Central Australia has been tectonically stable since the Alice Springs Orogeny. The Moho topography has been preserved since that time. The region is out of local isostatic equilibrium but is compensated regionally.
The crust under the northern Amadeus Basin is greater than 50 km thick, based on seismic reflection and refraction data. It is divided into an upper crust with low reflectivity, a middle crust with strong, sub-horizontal reflections, and a lower crust with low to moderate reflectivity. The planar north-dipping faults imaged in the crust of the Arunta Block extend as far south as the northernmost Amadeus Basin, and are absent farther south. They thrust Arunta Block rocks south over crust with middle crustal reflectivity similar to that found under the Amadeus Basin.
Figure 5. Illustrated is the interpreted seismic section
from the northern Amadeus Basin and Arunta Block.
CC Geoscience Australia
View a large version of the un-interpreted STACK image [JPG 2MB]
The northern Amadeus Basin is over 10 km thick in the vicinity of the seismic line. The basin sediments in the north are strongly folded to form the MacDonnell Homocline adjacent to the Arunta Block, with rotation and limited backthrusting in front of a south-directed imbricate basement thrust wedge. A triangle zone formed between the northern margin of the basin and the Ormiston Thrust. The Ormiston Thrust is a linear feature in the seismic section. It merges at about 40 km depth with the Redbank Thrust Zone. The Undandita Thrust Zone consists of low-angle thrusts that appear to cut all other structures, including the MacDonnell Homocline, and hence developed as one of the last events within the Alice Springs Orogeny.
The Moho is ~50 km thick under the northern and southern margins of the Amadeus and shallows to ~47 km under the central basin. The middle crust has a band of sub-horizontal reflections that is shallower in the central basin and therefore roughly parallels the Moho. No north-dipping planar faults similar to those observed under the Arunta and northern Amadeus Basin were imaged under the central and southern basin. A single, south dipping reflection extending off the southern end of the seismic section is interpreted to be the Kernot Thrust Zone.
Figure 6. Interpreted seismic section
from the southern Amadeus Basin (Line BMR85.1E).
CC Geoscience Australia
View a large version of the un-interpreted STACK image [JPG 2MB]
The central and southern Amadeus Basin is 3-6 km thick.
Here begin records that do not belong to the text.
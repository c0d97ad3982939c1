//! The closed set of displayable products.

use serde::{Deserialize, Serialize};
use serde_json::Value as JsonValue;
use std::fmt;

use quill_core::error::{QuillError, QuillResult};

use crate::{BulletCashflow, FixedAccrued, OvernightIndexCashflow, RfrSwap};

/// Name of the JSON field carrying the product kind.
pub const PRODUCT_TYPE_FIELD: &str = "product_type";

/// Kind of a [`Product`].
#[derive(Debug, Clone, Copy, PartialEq, Eq, Hash, Serialize, Deserialize)]
pub enum ProductType {
    /// [`BulletCashflow`]
    BulletCashflow,
    /// [`FixedAccrued`]
    FixedAccrued,
    /// [`OvernightIndexCashflow`]
    OvernightIndexCashflow,
    /// [`RfrSwap`]
    #[serde(rename = "RFRSwap")]
    RfrSwap,
}

impl ProductType {
    /// Returns the canonical type label.
    #[must_use]
    pub fn as_str(&self) -> &'static str {
        match self {
            ProductType::BulletCashflow => "BulletCashflow",
            ProductType::FixedAccrued => "FixedAccrued",
            ProductType::OvernightIndexCashflow => "OvernightIndexCashflow",
            ProductType::RfrSwap => "RFRSwap",
        }
    }

    /// Returns all product types.
    #[must_use]
    pub fn all() -> &'static [ProductType] {
        &[
            ProductType::BulletCashflow,
            ProductType::FixedAccrued,
            ProductType::OvernightIndexCashflow,
            ProductType::RfrSwap,
        ]
    }

    /// Resolves a type tag.
    ///
    /// Accepts the canonical label and the legacy `Product`-prefixed form
    /// (`ProductBulletCashflow`). Returns `None` for anything else.
    #[must_use]
    pub fn from_tag(tag: &str) -> Option<Self> {
        let tag = tag.trim();
        let bare = tag.strip_prefix("Product").unwrap_or(tag);
        ProductType::all()
            .iter()
            .copied()
            .find(|product_type| product_type.as_str() == bare)
    }
}

impl fmt::Display for ProductType {
    fn fmt(&self, f: &mut fmt::Formatter<'_>) -> fmt::Result {
        write!(f, "{}", self.as_str())
    }
}

/// A product record of one of the supported kinds.
///
/// Serialized internally tagged by `product_type`.
#[derive(Debug, Clone, PartialEq, Eq, Serialize, Deserialize)]
#[serde(tag = "product_type")]
pub enum Product {
    /// Single dated cashflow.
    BulletCashflow(BulletCashflow),
    /// Fixed accrual with precomputed accrued amount.
    FixedAccrued(FixedAccrued),
    /// Overnight-index cashflow.
    OvernightIndexCashflow(OvernightIndexCashflow),
    /// Fixed-vs-overnight swap.
    #[serde(rename = "RFRSwap")]
    RfrSwap(RfrSwap),
}

impl Product {
    /// Returns the kind of this product.
    #[must_use]
    pub fn product_type(&self) -> ProductType {
        match self {
            Product::BulletCashflow(_) => ProductType::BulletCashflow,
            Product::FixedAccrued(_) => ProductType::FixedAccrued,
            Product::OvernightIndexCashflow(_) => ProductType::OvernightIndexCashflow,
            Product::RfrSwap(_) => ProductType::RfrSwap,
        }
    }

    /// Decodes a product from a JSON record tagged by `product_type`.
    ///
    /// # Errors
    ///
    /// - `QuillError::UnsupportedProduct` if the tag names no supported kind
    /// - `QuillError::MalformedProduct` if the tag is missing or the fields
    ///   do not match the kind's schema
    pub fn from_json_value(record: &JsonValue) -> QuillResult<Self> {
        let tag = record
            .get(PRODUCT_TYPE_FIELD)
            .and_then(JsonValue::as_str)
            .ok_or_else(|| {
                QuillError::malformed_product(format!(
                    "missing string field '{PRODUCT_TYPE_FIELD}'"
                ))
            })?;
        let product_type =
            ProductType::from_tag(tag).ok_or_else(|| QuillError::unsupported_product(tag))?;

        // Normalize legacy tags before handing the record to serde.
        let mut record = record.clone();
        if let Some(fields) = record.as_object_mut() {
            fields.insert(
                PRODUCT_TYPE_FIELD.to_string(),
                JsonValue::from(product_type.as_str()),
            );
        }

        serde_json::from_value(record).map_err(|e| {
            QuillError::malformed_product(format!("{product_type}: {e}"))
        })
    }

    /// Decodes a product from JSON text.
    ///
    /// # Errors
    ///
    /// As [`Product::from_json_value`], plus `MalformedProduct` for invalid JSON.
    pub fn from_json(json: &str) -> QuillResult<Self> {
        let record: JsonValue = serde_json::from_str(json)
            .map_err(|e| QuillError::malformed_product(e.to_string()))?;
        Self::from_json_value(&record)
    }
}

impl From<BulletCashflow> for Product {
    fn from(product: BulletCashflow) -> Self {
        Product::BulletCashflow(product)
    }
}

impl From<FixedAccrued> for Product {
    fn from(product: FixedAccrued) -> Self {
        Product::FixedAccrued(product)
    }
}

impl From<OvernightIndexCashflow> for Product {
    fn from(product: OvernightIndexCashflow) -> Self {
        Product::OvernightIndexCashflow(product)
    }
}

impl From<RfrSwap> for Product {
    fn from(product: RfrSwap) -> Self {
        Product::RfrSwap(product)
    }
}

#[cfg(test)]
mod tests {
    use super::*;
    use quill_core::types::{Currency, CurrencyRef, Date, LongOrShort, Period};
    use rust_decimal_macros::dec;
    use serde_json::json;

    fn date(y: i32, m: u32, d: u32) -> Date {
        Date::from_ymd(y, m, d).unwrap()
    }

    #[test]
    fn test_from_tag() {
        assert_eq!(
            ProductType::from_tag("BulletCashflow"),
            Some(ProductType::BulletCashflow)
        );
        assert_eq!(
            ProductType::from_tag("ProductRFRSwap"),
            Some(ProductType::RfrSwap)
        );
        assert_eq!(ProductType::from_tag("ProductFuture"), None);
        assert_eq!(ProductType::from_tag(""), None);
    }

    #[test]
    fn test_product_type_of_each_variant() {
        let cf: Product = BulletCashflow::new(date(2025, 3, 15), date(2025, 3, 17)).into();
        assert_eq!(cf.product_type(), ProductType::BulletCashflow);
        let swap: Product = RfrSwap::new(date(2025, 1, 2), date(2030, 1, 2)).into();
        assert_eq!(swap.product_type(), ProductType::RfrSwap);
        assert_eq!(swap.product_type().to_string(), "RFRSwap");
    }

    #[test]
    fn test_decode_bullet_cashflow() {
        let record = json!({
            "product_type": "BulletCashflow",
            "termination_date": "2025-03-15",
            "payment_date": "2025-03-17",
            "currency": "USD",
            "long_or_short": "Long",
            "notional": 1000000
        });
        let product = Product::from_json_value(&record).unwrap();
        let Product::BulletCashflow(cf) = product else {
            panic!("expected a bullet cashflow");
        };
        assert_eq!(cf.payment_date(), date(2025, 3, 17));
        assert_eq!(cf.currency(), Some(&CurrencyRef::Iso(Currency::USD)));
        assert_eq!(cf.long_or_short(), Some(LongOrShort::Long));
        assert_eq!(cf.notional(), Some(dec!(1000000)));
    }

    #[test]
    fn test_decode_legacy_tag_with_defaults() {
        let record = json!({
            "product_type": "ProductRFRSwap",
            "effective_date": "2025-01-02",
            "termination_date": "2030-01-02",
            "accrual_period": "3M"
        });
        let Product::RfrSwap(swap) = Product::from_json_value(&record).unwrap() else {
            panic!("expected a swap");
        };
        assert_eq!(swap.accrual_period(), Period::months(3));
        assert_eq!(swap.floating_accrual_period(), Period::years(1));
        assert_eq!(swap.currency(), None);
    }

    #[test]
    fn test_decode_unsupported_type() {
        let record = json!({ "product_type": "ProductFuture", "expiry": "2025-06-20" });
        let err = Product::from_json_value(&record).unwrap_err();
        assert_eq!(err, QuillError::unsupported_product("ProductFuture"));
    }

    #[test]
    fn test_decode_missing_tag() {
        let err = Product::from_json_value(&json!({ "payment_date": "2025-03-17" })).unwrap_err();
        assert!(matches!(err, QuillError::MalformedProduct { .. }));
        let err = Product::from_json_value(&json!([1, 2, 3])).unwrap_err();
        assert!(matches!(err, QuillError::MalformedProduct { .. }));
    }

    #[test]
    fn test_decode_bad_fields() {
        let err = Product::from_json(
            r#"{"product_type": "FixedAccrued", "effective_date": "not a date"}"#,
        )
        .unwrap_err();
        match err {
            QuillError::MalformedProduct { reason } => assert!(reason.starts_with("FixedAccrued")),
            other => panic!("unexpected error: {other}"),
        }
        assert!(Product::from_json("{not json").is_err());
    }

    #[test]
    fn test_serialize_tagged() {
        let product: Product = BulletCashflow::new(date(2025, 3, 15), date(2025, 3, 17)).into();
        let value = serde_json::to_value(&product).unwrap();
        assert_eq!(value["product_type"], "BulletCashflow");
        assert_eq!(value["payment_date"], "2025-03-17");
        assert!(value.get("notional").is_none());
    }
}
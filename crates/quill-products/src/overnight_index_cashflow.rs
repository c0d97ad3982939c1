//! Overnight-index compounded cashflow.

use rust_decimal::Decimal;
use serde::{Deserialize, Serialize};

use quill_core::types::{CompoundingMethod, CurrencyRef, Date};

/// A floating cashflow on an overnight index (SOFR, €STR, SONIA).
///
/// The index is carried as a precomputed description, for example
/// `"SOFR-1B"`, rather than as an index object.
#[derive(Debug, Clone, PartialEq, Eq, Serialize, Deserialize)]
pub struct OvernightIndexCashflow {
    effective_date: Date,
    termination_date: Date,
    payment_date: Date,
    #[serde(default, skip_serializing_if = "Option::is_none")]
    currency: Option<CurrencyRef>,
    #[serde(default, skip_serializing_if = "Option::is_none")]
    notional: Option<Decimal>,
    #[serde(default, skip_serializing_if = "Option::is_none")]
    on_index: Option<String>,
    #[serde(default)]
    compounding_method: CompoundingMethod,
    #[serde(default)]
    spread: Decimal,
}

impl OvernightIndexCashflow {
    /// Creates a compounded cashflow with zero spread.
    #[must_use]
    pub fn new(effective_date: Date, termination_date: Date, payment_date: Date) -> Self {
        Self {
            effective_date,
            termination_date,
            payment_date,
            currency: None,
            notional: None,
            on_index: None,
            compounding_method: CompoundingMethod::default(),
            spread: Decimal::ZERO,
        }
    }

    /// Sets the currency.
    #[must_use]
    pub fn with_currency(mut self, currency: impl Into<CurrencyRef>) -> Self {
        self.currency = Some(currency.into());
        self
    }

    /// Sets the notional.
    #[must_use]
    pub fn with_notional(mut self, notional: Decimal) -> Self {
        self.notional = Some(notional);
        self
    }

    /// Sets the overnight index description.
    #[must_use]
    pub fn with_on_index(mut self, on_index: impl Into<String>) -> Self {
        self.on_index = Some(on_index.into());
        self
    }

    /// Sets the compounding method.
    #[must_use]
    pub fn with_compounding_method(mut self, method: CompoundingMethod) -> Self {
        self.compounding_method = method;
        self
    }

    /// Sets the spread over the index.
    #[must_use]
    pub fn with_spread(mut self, spread: Decimal) -> Self {
        self.spread = spread;
        self
    }

    /// Returns the effective date.
    #[must_use]
    pub fn effective_date(&self) -> Date {
        self.effective_date
    }

    /// Returns the termination date.
    #[must_use]
    pub fn termination_date(&self) -> Date {
        self.termination_date
    }

    /// Returns the payment date.
    #[must_use]
    pub fn payment_date(&self) -> Date {
        self.payment_date
    }

    /// Returns the currency, if set.
    #[must_use]
    pub fn currency(&self) -> Option<&CurrencyRef> {
        self.currency.as_ref()
    }

    /// Returns the notional, if set.
    #[must_use]
    pub fn notional(&self) -> Option<Decimal> {
        self.notional
    }

    /// Returns the overnight index description, if set.
    #[must_use]
    pub fn on_index(&self) -> Option<&str> {
        self.on_index.as_deref()
    }

    /// Returns the compounding method.
    #[must_use]
    pub fn compounding_method(&self) -> CompoundingMethod {
        self.compounding_method
    }

    /// Returns the spread.
    #[must_use]
    pub fn spread(&self) -> Decimal {
        self.spread
    }
}
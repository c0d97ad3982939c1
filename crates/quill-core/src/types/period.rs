//! Tenor type (`3M`, `1Y`, `2D`).

use serde::{Deserialize, Serialize};
use std::fmt;
use std::str::FromStr;

use crate::error::{QuillError, QuillResult};
use crate::traits::{CapabilityResult, CustomRender, ReportValue};

/// Unit of a [`Period`].
#[derive(Debug, Clone, Copy, PartialEq, Eq, Hash, Serialize, Deserialize)]
pub enum TimeUnit {
    /// Calendar or business days
    Days,
    /// Weeks
    Weeks,
    /// Months
    Months,
    /// Years
    Years,
}

impl TimeUnit {
    /// Returns the single-letter tenor abbreviation.
    #[must_use]
    pub fn abbreviation(&self) -> char {
        match self {
            TimeUnit::Days => 'D',
            TimeUnit::Weeks => 'W',
            TimeUnit::Months => 'M',
            TimeUnit::Years => 'Y',
        }
    }

    fn from_abbreviation(c: char) -> Option<Self> {
        match c.to_ascii_uppercase() {
            'D' => Some(TimeUnit::Days),
            'W' => Some(TimeUnit::Weeks),
            'M' => Some(TimeUnit::Months),
            'Y' => Some(TimeUnit::Years),
            _ => None,
        }
    }
}

/// A time span made up of an integer length and a [`TimeUnit`].
///
/// Used for accrual frequencies and payment offsets. Serializes as its
/// tenor string.
///
/// # Example
///
/// ```rust
/// use quill_core::types::{Period, TimeUnit};
///
/// let tenor: Period = "3M".parse().unwrap();
/// assert_eq!(tenor, Period::new(3, TimeUnit::Months));
/// assert_eq!(tenor.to_string(), "3M");
/// ```
#[derive(Debug, Clone, Copy, PartialEq, Eq, Hash, Serialize, Deserialize)]
#[serde(try_from = "String", into = "String")]
pub struct Period {
    length: i32,
    unit: TimeUnit,
}

impl Period {
    /// Creates a new period.
    #[must_use]
    pub fn new(length: i32, unit: TimeUnit) -> Self {
        Self { length, unit }
    }

    /// Shorthand for a number of days.
    #[must_use]
    pub fn days(length: i32) -> Self {
        Self::new(length, TimeUnit::Days)
    }

    /// Shorthand for a number of months.
    #[must_use]
    pub fn months(length: i32) -> Self {
        Self::new(length, TimeUnit::Months)
    }

    /// Shorthand for a number of years.
    #[must_use]
    pub fn years(length: i32) -> Self {
        Self::new(length, TimeUnit::Years)
    }

    /// Returns the number of units.
    #[must_use]
    pub fn length(&self) -> i32 {
        self.length
    }

    /// Returns the unit.
    #[must_use]
    pub fn unit(&self) -> TimeUnit {
        self.unit
    }

    /// Parses a tenor string such as `3M`, `-2D` or `10Y`.
    ///
    /// # Errors
    ///
    /// Returns `QuillError::InvalidPeriod` if the string is not a tenor.
    pub fn parse(s: &str) -> QuillResult<Self> {
        let trimmed = s.trim();
        let mut chars = trimmed.chars();
        let unit = chars
            .next_back()
            .and_then(TimeUnit::from_abbreviation)
            .ok_or_else(|| QuillError::invalid_period(s))?;
        let length = chars
            .as_str()
            .parse::<i32>()
            .map_err(|_| QuillError::invalid_period(s))?;
        Ok(Self::new(length, unit))
    }
}

impl fmt::Display for Period {
    fn fmt(&self, f: &mut fmt::Formatter<'_>) -> fmt::Result {
        write!(f, "{}{}", self.length, self.unit.abbreviation())
    }
}

impl FromStr for Period {
    type Err = QuillError;

    fn from_str(s: &str) -> Result<Self, Self::Err> {
        Self::parse(s)
    }
}

impl TryFrom<String> for Period {
    type Error = QuillError;

    fn try_from(s: String) -> Result<Self, Self::Error> {
        Self::parse(&s)
    }
}

impl From<Period> for String {
    fn from(period: Period) -> Self {
        period.to_string()
    }
}

impl CustomRender for Period {
    fn render(&self) -> CapabilityResult<String> {
        Ok(self.to_string())
    }
}

impl ReportValue for Period {
    fn as_custom_render(&self) -> Option<&dyn CustomRender> {
        Some(self)
    }
}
Deformation in the basin sediments is by north-directed thin-skinned thrusting. The thrusts sole out in a salt horizon of the Neoproterozoic Bitter Springs Formation. In the southern Amadeus Basin, some of the folds and thrusts are considered to be of Petermann Orogeny age (550-530 Ma), but most deformation results from the Alice Springs Orogeny (400-300 Ma).
Access limitations prevented a seismic profile across major mapped structures within the northern and central Musgrave Blocks. However, gravity modelling and teleseismic travel-time residuals indicate that the Moho has significant short wavelength topography in this region (see Figure 3).
Figure 7. Interpreted seismic section from the southern Musgrave
block and northern Officer Basin (Line 93AGSO 01).
CC Geoscience Australia
View a large version of the un-interpreted STACK image [JPG 2MB]
The crust in the southern Musgrave Block and the northern Officer Basin thins to the south, from about 48 km in the north. It has low reflectivity except for several north-dipping reflections that can be traced through the whole crust. They are interpreted to be thrust faults. Several deform and rotate the sedimentary rocks in the northern Officer Basin into a homocline, similar to that observed in the northern Amadeus Basin. The deformation is interpreted to have occurred during the Alice Springs Orogeny (400-300 Ma). To the south, the sedimentary fill of the Officer Basin is relatively undeformed and reaches ~4.5 km thick.
The crust under the southern Officer Basin thins to the south, to about 44 km. It is mostly un-reflective, except for north dipping planar reflectors which extend to Moho depths, and are interpreted as Mesoproterozoic faults. One was reactivated, possibly during the Alice Springs Orogeny(400-300 Ma), folding the overlying Officer Basin sedimentary rocks.
Figure 8. Interpreted seismic section from
the southern Officer Basin (Line 93AGSO 06).
CC Geoscience Australia
View a large version of the un-interpreted STACK image [JPG 2MB]
The structure of the Amadeus Basin was described by Shaw et al. (1991).
Figure 9. Cross section of the Amadeus Basin based on the deep seismic sections
and independent geological information.
CC Geoscience Australia
In the northern Amadeus Basin, a parautochtonous gently north-dipping sedimentary sequence between 8.5 and 12.0 km thick lies between the convergent thrust systems of the MacDonnel Homocline at the northern margin of the basin, and the Gardner Thrust farther south. The MacDonnell Homocline was formed by southward thrusting of a basement wedge under the northern margin of the basin. The vertical uplift in the southern hanging wall of Gardiner Thrust is about 6 km. The sedimentary succession is repeated south of the Gardiner Thrust through north-directed thrusting along a decollement zone localised in a salt horizon of the Bitter Springs Formation. In the south of the basin, an imbricate thrust system fans ahead of the Kernot Thrust. Most shortening of the basin fill occurred during the Alice Springs Orogeny, with reactivation of earlier thrust systems in the north (Ormiston Thrust, Redbank Thrust Zone) and south (Kernot Thrust) that formed during earlier orogenies.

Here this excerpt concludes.